Iniciei então o meu percurso com a observação de sessões de psicoterapia de apoio, conduzidas pela minha orientadora. Foi nessa altura que compreendi a importância de tudo o que lera anteriormente. Agora sim, tudo fazia sentido e percebi que era importante a prática não cair no vazio. Uma prática previamente preparada tem mais significado. Consegui entender as palavras e identificar as técnicas utilizadas. Mas não teria sido capaz de as reproduzir com a mesma qualidade. Tive vontade de voltar aos livros e reler muitas das coisas que durante o curso não me pareceram pertinentes – não lhes entendia o sentido.
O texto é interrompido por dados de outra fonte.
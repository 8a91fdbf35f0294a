//! Stage executor contract, type-erased wrapper and name-indexed registry.

pub mod box_executor;
pub mod executor;
pub mod registry;

pub use box_executor::BoxStageExecutor;
pub use executor::StageExecutor;
pub use registry::ExecutorRegistry;
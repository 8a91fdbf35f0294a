//! In-memory checkpoint store.
//!
//! Keeps every workflow's checkpoints in a `DashMap` of ordered vectors.
//! Not durable across restarts; used by tests and by `sdlc run --ephemeral`.

use dashmap::DashMap;
use sdlc_types::error::RepositoryError;
use sdlc_types::workflow::{CheckpointRecord, WorkflowState};
use uuid::Uuid;

use super::store::{CheckpointStore, check_next_sequence};

#[derive(Debug, Default)]
pub struct InMemoryCheckpointStore {
    records: DashMap<Uuid, Vec<CheckpointRecord>>,
}

impl InMemoryCheckpointStore {
    pub fn new() -> Self {
        Self::default()
    }
}

impl CheckpointStore for InMemoryCheckpointStore {
    async fn append(&self, state: &WorkflowState) -> Result<u64, RepositoryError> {
        // The entry guard holds the shard lock, so check-and-push is atomic.
        let mut entry = self.records.entry(state.workflow_id).or_default();
        let latest = entry.last().map(|r| r.sequence);
        let sequence = check_next_sequence(&state.workflow_id, latest, state.version)?;

        entry.push(CheckpointRecord {
            workflow_id: state.workflow_id,
            sequence,
            state: state.clone(),
            recorded_at: state.updated_at,
        });
        Ok(sequence)
    }

    async fn latest(&self, workflow_id: &Uuid) -> Result<Option<CheckpointRecord>, RepositoryError> {
        Ok(self
            .records
            .get(workflow_id)
            .and_then(|records| records.last().cloned()))
    }

    async fn history(&self, workflow_id: &Uuid) -> Result<Vec<CheckpointRecord>, RepositoryError> {
        Ok(self
            .records
            .get(workflow_id)
            .map(|records| records.value().clone())
            .unwrap_or_default())
    }

    async fn list_latest(&self) -> Result<Vec<CheckpointRecord>, RepositoryError> {
        let mut latest: Vec<CheckpointRecord> = self
            .records
            .iter()
            .filter_map(|entry| entry.value().last().cloned())
            .collect();
        latest.sort_by_key(|r| (r.state.created_at, r.workflow_id));
        Ok(latest)
    }
}
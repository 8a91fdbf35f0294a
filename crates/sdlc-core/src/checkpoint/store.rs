//! Checkpoint store trait definition.
//!
//! Defines the persistence port for workflow checkpoints. The infrastructure
//! layer (sdlc-infra) implements this trait with SQLite; `InMemoryCheckpointStore`
//! in this crate backs tests and ephemeral runs.

use sdlc_types::error::RepositoryError;
use sdlc_types::workflow::{CheckpointRecord, WorkflowState};
use uuid::Uuid;

/// Append-only, per-workflow ordered checkpoint persistence.
///
/// Sequence numbers are strictly increasing and gapless per workflow,
/// starting at 1. `append` only accepts a state whose `version` is exactly
/// the next sequence; anything else is a stale writer and is rejected with
/// `RepositoryError::Conflict`. A successful `append` must be durable before
/// it returns.
///
/// Uses native async fn in traits (Rust 2024 edition, no async_trait macro).
pub trait CheckpointStore: Send + Sync {
    /// Durably append `state` as the next checkpoint. Returns its sequence.
    fn append(
        &self,
        state: &WorkflowState,
    ) -> impl std::future::Future<Output = Result<u64, RepositoryError>> + Send;

    /// The most recent snapshot, if the workflow is known.
    fn latest(
        &self,
        workflow_id: &Uuid,
    ) -> impl std::future::Future<Output = Result<Option<CheckpointRecord>, RepositoryError>> + Send;

    /// Every checkpoint of a workflow, ordered by sequence.
    fn history(
        &self,
        workflow_id: &Uuid,
    ) -> impl std::future::Future<Output = Result<Vec<CheckpointRecord>, RepositoryError>> + Send;

    /// Latest checkpoint of every known workflow, oldest workflow first.
    fn list_latest(
        &self,
    ) -> impl std::future::Future<Output = Result<Vec<CheckpointRecord>, RepositoryError>> + Send;
}

/// Check `version` against the store's latest sequence for the workflow.
///
/// Shared by store implementations so they agree on stale-write semantics.
pub fn check_next_sequence(
    workflow_id: &Uuid,
    latest: Option<u64>,
    version: u64,
) -> Result<u64, RepositoryError> {
    let expected = latest.unwrap_or(0) + 1;
    if version != expected {
        return Err(RepositoryError::Conflict(format!(
            "workflow {workflow_id}: expected sequence {expected}, got {version}"
        )));
    }
    Ok(expected)
}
Esse sentido só parece vir com a operacionalização e é por isso que penso que teria aprendido muito mais, e com maior prazer, se ao longo do curso a teoria tivesse sido conjugada com mais momentos de prática. Assim como ocorreu nos adultos não escolarizados, na investigação conduzida por Cavaco (2008),

“[o]s saberes foram adquiridos tendo por referência a sua utilidade, ou seja, quando eram percepcionados como necessários para ultrapassar desafios e exigências. Nestes casos os indivíduos empenham-se e ocorrem processos de aprendizagem. (…) em última análise, é sempre a pessoa que avalia a pertinência e oportunidade de aprendizagem e decide se acciona ou não os mecanismos necessários para a aquisição de saberes” (p.112-113).
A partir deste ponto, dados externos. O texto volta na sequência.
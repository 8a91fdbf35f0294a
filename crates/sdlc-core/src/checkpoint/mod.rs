//! Checkpoint persistence port and its in-memory implementation.

pub mod memory;
pub mod store;

pub use memory::InMemoryCheckpointStore;
pub use store::CheckpointStore;
//! Built-in stage executor used when no external command is configured.

use sdlc_core::stage::{ExecutorRegistry, StageExecutor};
use sdlc_types::error::StageError;
use sdlc_types::workflow::{Stage, StageOutcome, WorkflowState};
use serde_json::json;

/// Always succeeds with a `<stage>_report` artifact describing the stage.
#[derive(Debug, Clone, Copy)]
pub struct PlaceholderStage;

impl StageExecutor for PlaceholderStage {
    fn name(&self) -> &str {
        "placeholder"
    }

    async fn execute(&self, state: &WorkflowState) -> Result<StageOutcome, StageError> {
        let stage = state.current_stage;
        tracing::debug!(workflow_id = %state.workflow_id, %stage, "placeholder stage");

        Ok(StageOutcome::success().with_artifact(
            format!("{stage}_report"),
            json!({
                "stage": stage,
                "project_idea": state.project_idea,
                "attempt": state.invocations(stage) + 1,
            }),
        ))
    }
}

/// Every executable stage backed by [`PlaceholderStage`].
pub fn placeholder_registry() -> ExecutorRegistry {
    Stage::EXECUTABLE
        .into_iter()
        .fold(ExecutorRegistry::new(), |registry, stage| {
            registry.with(stage, PlaceholderStage)
        })
}
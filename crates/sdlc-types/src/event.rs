//! Step events for the per-workflow event stream.
//!
//! `StepEvent` is the tagged event type broadcast by the workflow engine after
//! every durable transition. All variants are Clone + Send + Sync for use with
//! tokio broadcast channels.

use chrono::{DateTime, Utc};
use serde::{Deserialize, Serialize};
use uuid::Uuid;

use crate::workflow::{CheckpointRecord, DecisionLabel, FailureReason, Stage};

/// Events emitted while a workflow advances through the stage graph.
#[derive(Debug, Clone, PartialEq, Serialize, Deserialize)]
#[serde(tag = "type", rename_all = "snake_case")]
pub enum StepEvent {
    /// A stage ran and its transition was durably checkpointed as `sequence`.
    Transition {
        workflow_id: Uuid,
        sequence: u64,
        from_stage: Stage,
        to_stage: Stage,
        outcome_summary: OutcomeSummary,
        #[serde(default, skip_serializing_if = "Option::is_none")]
        error: Option<String>,
        timestamp: DateTime<Utc>,
    },

    /// The workflow failed without a durable checkpoint for the final step.
    Aborted {
        workflow_id: Uuid,
        from_stage: Stage,
        reason: FailureReason,
        timestamp: DateTime<Utc>,
    },
}

/// Compact description of the outcome that produced a transition.
#[derive(Debug, Clone, PartialEq, Serialize, Deserialize)]
pub struct OutcomeSummary {
    pub success: bool,
    /// Edge label taken. `None` for transitions forced outside the graph
    /// (cancellation, missing executor).
    #[serde(default, skip_serializing_if = "Option::is_none")]
    pub decision: Option<DecisionLabel>,
    pub attempt: u32,
    pub error_count: u32,
    #[serde(default)]
    pub artifacts: Vec<String>,
    #[serde(default)]
    pub requires_escalation: bool,
}

impl StepEvent {
    /// Checkpoint sequence this event corresponds to (`None` for aborts).
    pub fn sequence(&self) -> Option<u64> {
        match self {
            StepEvent::Transition { sequence, .. } => Some(*sequence),
            StepEvent::Aborted { .. } => None,
        }
    }

    /// Whether no further events will follow for this workflow.
    pub fn is_terminal(&self) -> bool {
        match self {
            StepEvent::Transition { to_stage, .. } => to_stage.is_terminal(),
            StepEvent::Aborted { .. } => true,
        }
    }

    /// Rebuild the transition event a checkpoint was published with.
    ///
    /// Returns `None` for the initial submission record, which carries no
    /// stage result.
    pub fn from_record(record: &CheckpointRecord) -> Option<Self> {
        let state = &record.state;
        let last = state.stage_results.last()?;

        let error = if !last.errors.is_empty() {
            Some(last.errors.join("; "))
        } else {
            state.failure_reason.map(|r| r.to_string())
        };

        Some(StepEvent::Transition {
            workflow_id: record.workflow_id,
            sequence: record.sequence,
            from_stage: last.stage,
            to_stage: state.current_stage,
            outcome_summary: OutcomeSummary {
                success: last.success,
                decision: last.decision,
                attempt: last.attempt,
                error_count: state.error_count,
                artifacts: last.artifacts.clone(),
                requires_escalation: last.requires_escalation,
            },
            error,
            timestamp: record.recorded_at,
        })
    }
}
//! Application state wiring the engine registry to its infrastructure.
//!
//! The registry is generic over the checkpoint store; AppState pins it to the
//! SQLite implementation. Used by both CLI commands and HTTP handlers.

use std::path::PathBuf;
use std::sync::Arc;

use sdlc_core::graph::StageGraph;
use sdlc_core::registry::EngineRegistry;
use sdlc_infra::config::load_config;
use sdlc_infra::filesystem::{ensure_data_dir, resolve_data_dir};
use sdlc_infra::sqlite::{DatabasePool, SqliteCheckpointStore, default_database_url};
use sdlc_infra::stage::build_executor_registry;
use sdlc_types::config::SdlcConfig;

/// Engine registry pinned to the SQLite checkpoint store.
pub type SqliteRegistry = EngineRegistry<SqliteCheckpointStore>;

/// Shared application state.
#[derive(Clone)]
pub struct AppState {
    pub registry: Arc<SqliteRegistry>,
    pub config: Arc<SdlcConfig>,
}

impl AppState {
    /// Resolve the data directory, load `config.toml` and open the database.
    pub async fn init() -> anyhow::Result<Self> {
        let data_dir = resolve_data_dir();
        let config = load_config(&data_dir).await;
        Self::open(data_dir, config).await
    }

    /// Open the database under `data_dir` and build the registry.
    ///
    /// Does not resume unfinished workflows; long-running processes call
    /// `registry.recover()` themselves.
    pub async fn open(data_dir: PathBuf, config: SdlcConfig) -> anyhow::Result<Self> {
        ensure_data_dir(&data_dir).await?;

        let db_pool = DatabasePool::new(&default_database_url(&data_dir)).await?;
        let store = Arc::new(SqliteCheckpointStore::new(db_pool));

        let registry = EngineRegistry::new(
            store,
            build_executor_registry(&config),
            StageGraph::sdlc(),
            config.engine.clone(),
        )?;

        tracing::debug!(data_dir = %data_dir.display(), "application state initialized");

        Ok(Self {
            registry: Arc::new(registry),
            config: Arc::new(config),
        })
    }
}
Terminada a licenciatura, fui confrontada com dois problemas: a realidade do desemprego e o fim de um longo percurso como estudante. Nessa altura encontrei uma solução temporária para a minha angústia. Inscrevi-me num curso de Formação Pedagógica Inicial de Formadores. Assim, seria possível continuar a sentir-me uma estudante e simultaneamente estaria a melhorar as minhas hipóteses de entrar para o

mercado de trabalho. Percebi que era ainda difícil para mim assumir a responsabilidade do trabalho e toda a autonomia que isso implicaria.

Por ter sido sempre uma pessoa tímida, nunca me imaginei no papel de formadora. Concluir esse curso era para mim um desafio muito grande. A intenção inicial era a de tornar o meu currículo, de recém-licenciada, um pouco mais competitivo. Na realidade, não ponderava vir a dar formação. Soube do curso através de uma amiga e, antes disso, não fazia ideia de que para se dar formação era exigido o agora tão famoso CAP (Certificado de Aptidão Profissional). Pensei que apenas fosse necessário ser-se especialista numa determinada área e que, dessa forma, poderíamos candidatar-nos para dar formação ou ensinar. O curso era pago e a um preço considerável na altura - efeitos da mercantilização da formação.
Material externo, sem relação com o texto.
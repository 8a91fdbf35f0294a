//! Shared domain types for the SDLC workflow orchestrator.
//!
//! This crate contains the domain types used across the workspace:
//! Stage, WorkflowState, StageOutcome, CheckpointRecord, StepEvent, the
//! configuration schema, and their associated error types.
//!
//! Zero infrastructure dependencies -- only serde, uuid, chrono, thiserror.

pub mod config;
pub mod error;
pub mod event;
pub mod workflow;
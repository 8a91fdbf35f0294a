use thiserror::Error;

/// Errors from checkpoint store operations (used by trait definitions in sdlc-core).
#[derive(Debug, Error)]
pub enum RepositoryError {
    #[error("database connection error")]
    Connection,

    #[error("query error: {0}")]
    Query(String),

    #[error("entity not found")]
    NotFound,

    #[error("conflict: {0}")]
    Conflict(String),
}

/// Faults raised by a stage executor that could not produce an outcome.
///
/// The engine never propagates these; it folds them into a failed
/// `StageOutcome` with a synthesized error message.
#[derive(Debug, Error)]
pub enum StageError {
    #[error("stage failed: {0}")]
    Failed(String),

    #[error("stage timed out after {0}s")]
    Timeout(u64),

    #[error("stage panicked: {0}")]
    Panicked(String),
}
//! HTTP request handlers.

pub mod workflow;
pub mod ws;
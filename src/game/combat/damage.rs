// Attack damage resolution
//
// Pure math over a source's offensive attributes and a target's defensive
// attributes. The only side effect in this module is the single write to
// the target's received-damage scratch in `apply_attack`, and that write
// only happens when the total comes out positive.

use crate::game::abilities::AbilityTags;
use crate::game::characters::attributes::{
    AttributeChange, AttributeId, CharacterAttributeSet, Emotion,
};

/// A channel whose resistance sits within this distance of 1.0 deals no
/// emotional damage
pub const EMOTIONAL_RESISTANCE_EPSILON: f32 = 1e-5;

/// Result of applying an attack to a target
#[derive(Debug, Clone, Copy, PartialEq)]
pub struct AttackOutcome {
    /// Total damage the formula produced (may be zero or negative)
    pub damage: f32,
    /// True when the damage was written to the target. Conditional on-hit
    /// effects (post-hit immunity and the like) should fire exactly when
    /// this is set.
    pub applied: bool,
}

/// Physical damage from raw damage against armor.
///
/// `(5R^2) / (A + 5R) + 1`. The `+ 1` keeps physical damage strictly
/// positive even for a harmless attacker. At `R = 0` the fraction would be
/// `0 / A`, and `0 / 0` for an unarmored target, so that case returns the
/// floor directly instead of evaluating the division.
pub fn physical_damage(raw_damage: f32, armor: f32) -> f32 {
    if raw_damage <= 0.0 {
        return 1.0;
    }
    (5.0 * raw_damage * raw_damage) / (armor + 5.0 * raw_damage) + 1.0
}

/// Emotional damage for one channel. A resistance of exactly 1 (within
/// epsilon) contributes nothing; a resistance above 1 flips the sign and
/// heals, which the formula deliberately does not guard against.
pub fn emotional_channel_damage(resistance: f32, multiplier: f32, raw_damage: f32) -> f32 {
    let resistance_diff = 1.0 - resistance;
    if resistance_diff.abs() < EMOTIONAL_RESISTANCE_EPSILON {
        0.0
    } else {
        resistance_diff * multiplier * raw_damage
    }
}

/// Total damage a target would receive from a source. The tag snapshots are
/// reserved for conditional multipliers and are not consumed by the base
/// formula.
pub fn resolve_attack(
    source: &CharacterAttributeSet,
    target: &CharacterAttributeSet,
    _source_tags: AbilityTags,
    _target_tags: AbilityTags,
) -> f32 {
    let raw_damage = source.raw_damage();
    let physical = physical_damage(raw_damage, target.armor());

    let emotional: f32 = Emotion::ALL
        .into_iter()
        .map(|emotion| {
            emotional_channel_damage(
                target.resistance(emotion),
                source.damage_multiplier(emotion),
                raw_damage,
            )
        })
        .sum();

    physical + emotional
}

/// Resolve an attack and, when the total is positive, deliver it to the
/// target's received-damage scratch. Returns the outcome together with the
/// attribute changes the delivery committed (empty when nothing applied).
pub fn apply_attack(
    source: &CharacterAttributeSet,
    target: &mut CharacterAttributeSet,
    source_tags: AbilityTags,
    target_tags: AbilityTags,
) -> (AttackOutcome, Vec<AttributeChange>) {
    let damage = resolve_attack(source, target, source_tags, target_tags);
    if damage > 0.0 {
        let changes = target.set(
            AttributeId::ReceivedDamage,
            target.value(AttributeId::ReceivedDamage) + damage,
        );
        (
            AttackOutcome {
                damage,
                applied: true,
            },
            changes,
        )
    } else {
        (
            AttackOutcome {
                damage,
                applied: false,
            },
            Vec::new(),
        )
    }
}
Nesta fase da minha vida é notória já a interiorização do discurso dominante da perspectiva da Aprendizagem ao Longo da Vida e do Modelo Económico Produtivo, que lhe está subjacente, centrado na responsabilidade individual e na necessidade do indivíduo assumir um percurso de formação contínua para garantir o seu lugar no mercado de trabalho (Cavaco, 2008, p. 80). Sem o saber, também eu correspondi, tal como referido por Fernández (2006), ao chamado efeito Mateus, que remete para a realidade de que “o que mais sabe, quanto mais sabe, mais deseja saber, mais procura saber e mais se lhe concebe saber” (p.72). Mais adiante no meu percurso profissional, foi possível contactar com a realidade oposta da população pouco escolarizada e do seu fraco acesso a processos formativos.

No primeiro dia de formação, fiquei com a certeza de que iria desistir. Soube que o curso começava e terminava com a simulação de uma pequena sessão de formação, na qual cada formando assumiria o papel de formador. Apesar da ansiedade e de toda a insegurança que senti, acabei por me preparar em casa sobre um tema à minha escolha.